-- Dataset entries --
//! Title filtering against the user's wishlist.

pub mod wishlist;

use crate::eshop::models::{GeoDoc, IndexHit, SwitchGame};

pub use wishlist::{Wishlist, WishlistError};

/// Anything with a title a wishlist can be matched against.
pub trait Titled {
    fn title(&self) -> &str;
}

impl Titled for IndexHit {
    fn title(&self) -> &str {
        &self.title
    }
}

impl Titled for GeoDoc {
    fn title(&self) -> &str {
        &self.title
    }
}

impl Titled for SwitchGame {
    fn title(&self) -> &str {
        &self.title
    }
}
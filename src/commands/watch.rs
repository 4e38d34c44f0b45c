//! Watch command: refresh on an interval until interrupted.

use crate::config::Config;
use crate::coordinator::{term_statuses, Coordinator};
use crate::eshop::{EshopApi, EshopClient, Fetcher};
use crate::format::Formatter;
use anyhow::{Context, Result};
use std::future::Future;
use tracing::info;

/// Runs the coordinator and prints a per-entry summary after every refresh.
pub struct WatchCommand {
    config: Config,
}

impl WatchCommand {
    pub fn new(config: Config) -> Self {
        Self { config }
    }

    /// Watches until Ctrl-C, printing to stdout.
    pub async fn execute(&self) -> Result<()> {
        let client = EshopClient::new(&self.config).context("Failed to create HTTP client")?;
        let shutdown = async {
            if tokio::signal::ctrl_c().await.is_err() {
                // Without a signal handler, never stop on our own.
                std::future::pending::<()>().await;
            }
            info!("Received Ctrl-C, shutting down");
        };

        self.execute_with_client(client, shutdown, |summary| println!("{}\n", summary)).await
    }

    /// Watches with a provided client, shutdown signal and output sink (for testing).
    pub async fn execute_with_client<C, S, O>(&self, client: C, shutdown: S, output: O) -> Result<()>
    where
        C: EshopApi,
        S: Future<Output = ()>,
        O: Fn(String) + Send + Sync + 'static,
    {
        let wishlist = self.config.validate()?;
        let formatter = Formatter::new(self.config.format);

        let fetcher = Fetcher::new(self.config.country, wishlist.clone(), client)
            .with_page_delay(self.config.delay_ms, self.config.delay_jitter_ms);
        let coordinator = Coordinator::new(fetcher, self.config.scan_interval());

        coordinator.add_listener(move |results| {
            output(formatter.format_statuses(&term_statuses(&wishlist, results)));
        });

        coordinator.run(shutdown).await;
        Ok(())
    }
}

#[cfg(test)]
mod tests {
    use super::*;
    use crate::config::OutputFormat;
    use crate::eshop::models::{IndexQuery, MultiQueryResponse};
    use crate::eshop::Region;
    use async_trait::async_trait;
    use std::sync::{Arc, Mutex};
    use std::time::Duration;

    struct MockEshopClient;

    #[async_trait]
    impl EshopApi for MockEshopClient {
        async fn multiple_queries(&self, _queries: Vec<IndexQuery>) -> Result<MultiQueryResponse> {
            Ok(serde_json::from_value(serde_json::json!({
                "results": [{
                    "hits": [{"title": "Aggelos", "nsuid": "1", "msrp": 14.99, "salePrice": 8.24}],
                    "nbPages": 1
                }]
            }))?)
        }

        async fn get(&self, url: &str) -> Result<String> {
            anyhow::bail!("unexpected GET {}", url)
        }
    }

    fn make_test_config() -> Config {
        Config {
            country: Region::Us,
            wishlist: vec!["Aggelos".to_string(), "Carrion".to_string()],
            scan_interval_secs: 600,
            format: OutputFormat::Table,
            ..Config::default()
        }
    }

    #[tokio::test]
    async fn test_watch_prints_summary() {
        let printed = Arc::new(Mutex::new(Vec::new()));
        let sink = Arc::clone(&printed);

        WatchCommand::new(make_test_config())
            .execute_with_client(
                MockEshopClient,
                tokio::time::sleep(Duration::from_millis(100)),
                move |summary| sink.lock().unwrap().push(summary),
            )
            .await
            .unwrap();

        let printed = printed.lock().unwrap();
        // Only the immediate refresh fits before shutdown.
        assert_eq!(printed.len(), 1);
        assert!(printed[0].contains("1 of 2 wishlist entries on sale"));
        assert!(printed[0].contains("Carrion: not on sale"));
    }

    #[tokio::test]
    async fn test_watch_rejects_empty_wishlist() {
        let config = Config { wishlist: Vec::new(), ..make_test_config() };
        let result = WatchCommand::new(config)
            .execute_with_client(MockEshopClient, async {}, |_| {})
            .await;
        assert!(result.is_err());
    }
}
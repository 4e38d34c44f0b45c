//! CLI command implementations.

pub mod fetch;
pub mod watch;

pub use fetch::FetchCommand;
pub use watch::WatchCommand;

-- PROMPT --
Look above for the line with "WatchCommand::new(make_test_config())" and the line with "of 2 wishlist". Retype those two lines and every line between them exactly, adding nothing.

-- FINISHED TASK --
        WatchCommand::new(make_test_config())
            .execute_with_client(
                MockEshopClient,
                tokio::time::sleep(Duration::from_millis(100)),
                move |summary| sink.lock().unwrap().push(summary),
            )
            .await
            .unwrap();

        let printed = printed.lock().unwrap();
        // Only the immediate refresh fits before shutdown.
        assert_eq!(printed.len(), 1);
        assert!(printed[0].contains("1 of 2 wishlist entries on sale"));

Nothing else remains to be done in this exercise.